Vu la requête sommaire et le mémoire complémentaire enregistrés les 12 mars 1987 et 8 juin 1987, présentés par l’ASSOCIATION DES FOYERS DE LA REGION PARISIENNE dont le siège est … – B.P. 36 à Paris-Cédex 15 (75721), représentée par son président en exercice, et tendant à ce que le Conseil d’Etat :

1° annule le jugement du 18 décembre 1986 par lequel le tribunal administratif de Paris a rejeté sa demande dirigée contre la décision du 6 mars 1985 par laquelle le Fonds d’action sociale pour les travailleurs immigrés et leurs familles a limité à 90 % de son montant les mandatements des subventions versées au titre de l’aide transitoire au logement et transformé en prêts des aides à la gestion préalablement accordés sous forme de subventions,

2° annule pour excès de pouvoir cette décision,

Vu les autres pièces du dossier ;

Vu le décret n° 83-28 du 18 janvier 1983 ;

Vu le code des tribunaux administratifs et des cours administratives d’appel ;

Vu l’ordonnance n° 45-1708 du 31 juillet 1945, le décret n° 53-934 du 30 septembre 1953 et la loi n° 87-1127 du 31 décembre 1987 ;

Après avoir entendu :

— le rapport de M. de Bellescize, Conseiller d’Etat,

— les conclusions de Mme de Clausade, Commissaire du gouvernement ;

Considérant qu’aux termes de l’article 8 du décret du 18 janvier 1983 qui définit les modes d’intervention du Fonds d’action sociale pour les travailleurs immigrés et leur famille et qui était applicable à la date de la décision attaquée : « Le conseil d’administration se met en rapport avec des organismes et associations pour réaliser les actions projetées sur le plan national.

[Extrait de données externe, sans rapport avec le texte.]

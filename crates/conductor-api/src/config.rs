// Server configuration from environment variables

/// Runtime configuration, loaded once at startup
#[derive(Debug, Clone)]
pub struct Config {
    /// Store file path (`DB_PATH`, default `conductor.db`)
    pub db_path: String,

    /// Bind host (`API_HOST`, default `0.0.0.0`)
    pub api_host: String,

    /// Bind port (`API_PORT`, default `9000`)
    pub api_port: u16,

    /// Default namespace for composed plugin service URLs (`KUBE_NAMESPACE`)
    pub kube_namespace: Option<String>,

    /// `CONDUCTOR_ENV`; `development` exposes internal error detail in
    /// 500 bodies
    pub development: bool,
}

impl Config {
    pub fn from_env() -> Self {
        let db_path = std::env::var("DB_PATH").unwrap_or_else(|_| "conductor.db".to_string());
        let api_host = std::env::var("API_HOST").unwrap_or_else(|_| "0.0.0.0".to_string());
        let api_port = std::env::var("API_PORT")
            .ok()
            .and_then(|p| p.parse().ok())
            .unwrap_or(9000);
        let kube_namespace = std::env::var("KUBE_NAMESPACE").ok();
        let development = std::env::var("CONDUCTOR_ENV")
            .map(|v| v.eq_ignore_ascii_case("development"))
            .unwrap_or(false);

        Self {
            db_path,
            api_host,
            api_port,
            kube_namespace,
            development,
        }
    }

    pub fn bind_addr(&self) -> String {
        format!("{}:{}", self.api_host, self.api_port)
    }
}
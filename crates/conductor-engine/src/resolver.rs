//! DAG validation and topological ordering
//!
//! Pure functions over a workflow spec. The order is deterministic for a
//! given input: steps are visited in the order they appear in the spec,
//! dependencies first (depth-first post-order).

use std::collections::{HashMap, HashSet};

use conductor_contracts::{validate_workflow, StepSpec, ValidationError, WorkflowSpec};

/// Error from resolving a workflow DAG
#[derive(Debug, Clone, PartialEq, Eq, thiserror::Error)]
pub enum ResolverError {
    /// A step is reachable from itself (self-loops included)
    #[error("Cycle detected at step '{0}'")]
    Cycle(String),

    /// A `needs` entry does not name a sibling step
    #[error("Dependency not found: step '{step}' needs '{needed}'")]
    MissingDependency { step: String, needed: String },
}

/// Produce a topological order of step ids, dependencies first
pub fn resolve(spec: &WorkflowSpec) -> Result<Vec<String>, ResolverError> {
    let by_id: HashMap<&str, &StepSpec> =
        spec.steps.iter().map(|s| (s.id.as_str(), s)).collect();

    let mut visiting = HashSet::new();
    let mut done = HashSet::new();
    let mut order = Vec::with_capacity(spec.steps.len());

    for step in &spec.steps {
        visit(step.id.as_str(), &by_id, &mut visiting, &mut done, &mut order)?;
    }

    Ok(order)
}

fn visit<'a>(
    id: &'a str,
    by_id: &HashMap<&'a str, &'a StepSpec>,
    visiting: &mut HashSet<&'a str>,
    done: &mut HashSet<&'a str>,
    order: &mut Vec<String>,
) -> Result<(), ResolverError> {
    if done.contains(id) {
        return Ok(());
    }
    if !visiting.insert(id) {
        return Err(ResolverError::Cycle(id.to_string()));
    }

    let step = by_id[id];
    for needed in &step.needs {
        let Some(_) = by_id.get(needed.as_str()) else {
            return Err(ResolverError::MissingDependency {
                step: id.to_string(),
                needed: needed.clone(),
            });
        };
        visit(needed.as_str(), by_id, visiting, done, order)?;
    }

    visiting.remove(id);
    done.insert(id);
    order.push(id.to_string());
    Ok(())
}

/// Accumulate every structural error, then attempt resolution
///
/// Shape failures are all reported together; the resolver only runs once the
/// shape is clean, so a cycle is reported against a structurally valid spec.
pub fn validate(spec: &WorkflowSpec) -> Vec<ValidationError> {
    let mut errors = validate_workflow(spec);
    if errors.is_empty() {
        if let Err(e) = resolve(spec) {
            errors.push(ValidationError::new("steps", e.to_string()));
        }
    }
    errors
}

/// Steps whose dependencies are all satisfied and which have not run yet
///
/// The sequential engine does not use this; it exists for parallel
/// schedulers that dispatch independent branches concurrently.
pub fn ready_steps<'a>(
    steps: &'a [StepSpec],
    completed: &HashSet<String>,
) -> Vec<&'a StepSpec> {
    steps
        .iter()
        .filter(|s| !completed.contains(&s.id))
        .filter(|s| s.needs.iter().all(|n| completed.contains(n)))
        .collect()
}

Il répartit entre eux les crédits et décide si ceux-ci seront attribués sous forme de subventions, d’avances ou de prêts. Les conditions dans lesquelles ces actions sont réalisées font l’objet de conventions entre le directeur du fonds d’action sociale et les organismes financés. Les conventions précisent notamment les comptes-rendus sur leurs activités et sur leur gestion financière que les organismes doivent fournir au fonds pour bénéficier de son concours. » ; qu’il résulte de ces dispositions que les organismes financés par le Fonds d’action sociale sont placés à l’égard du Fonds dans une situation contractuelle et non réglementaire ;

Considérant que l’ASSOCIATION DES FOYERS DE LA REGION PARISIENNE a demandé l’annulation pour excès de pouvoir d’une délibération du conseil d’administration du Fonds d’action sociale en date du 7 février 1985, par laquelle ce conseil annonce notamment que l’aide transitoire au logement précédemment attribuée fera l’objet d’un mandatement limité à 90 % des sommes habituellement versées, le versement du solde étant subordonné à une nouvelle délibération du conseil d’administration, et que l’aide à la gestion antérieurement accordée sous forme de subventions le serait, pour le solde de 1984 et les premiers mois de 985 sous forme de prêts ; que la délibération susanalysée a été notifiée à l’association par une lettre en date du 6 mars 1985 du directeur du Fonds, qui invitait la destinataire à signer une convention relative aux prêts précités et un avenant à la convention en cours concernant l’aide transitoire au logement ;

Considérant que la décision attaquée est relative à l’exécution des conventions que le directeur du Fonds d’action sociale pour les travailleurs immigrés et leurs familles a passées avec l’Association requérante le 5 septembre 1980 s’agissant de l’aide transitoire au logement et le 25 août 1984 s’agissant de l’aide forfaitaire à la gestion ; qu’un tel litige, ne peut, par sa nature, faire l’objet de la part du signataire de ces conventions que d’un recours de plein contentieux contre les décisions prises par le Fonds pour l’application de ces conventions ; que l’ASSOCIATION DES FOYERS DE LA REGION PARISIENNE n’est, par suite, pas fondée à soutenir que c’est à tort que, par le jugement attaqué, le tribunal administratif de Paris a rejeté comme irrecevable sa demande dirigée contre la décision susanalysée ;

Article 1er : La requête de l’ASSOCIATION DES FOYERS DE LAREGION PARISIENNE est rejetée.

Article 2 : La présente décision sera notifiée à l’ASSOCIATION DES FOYERS DE LA REGION PARISIENNE, au Fonds d’action sociale pour les travailleurs immigrés et leurs familles et au ministre de la solidarité, de la santé et de la protection sociale.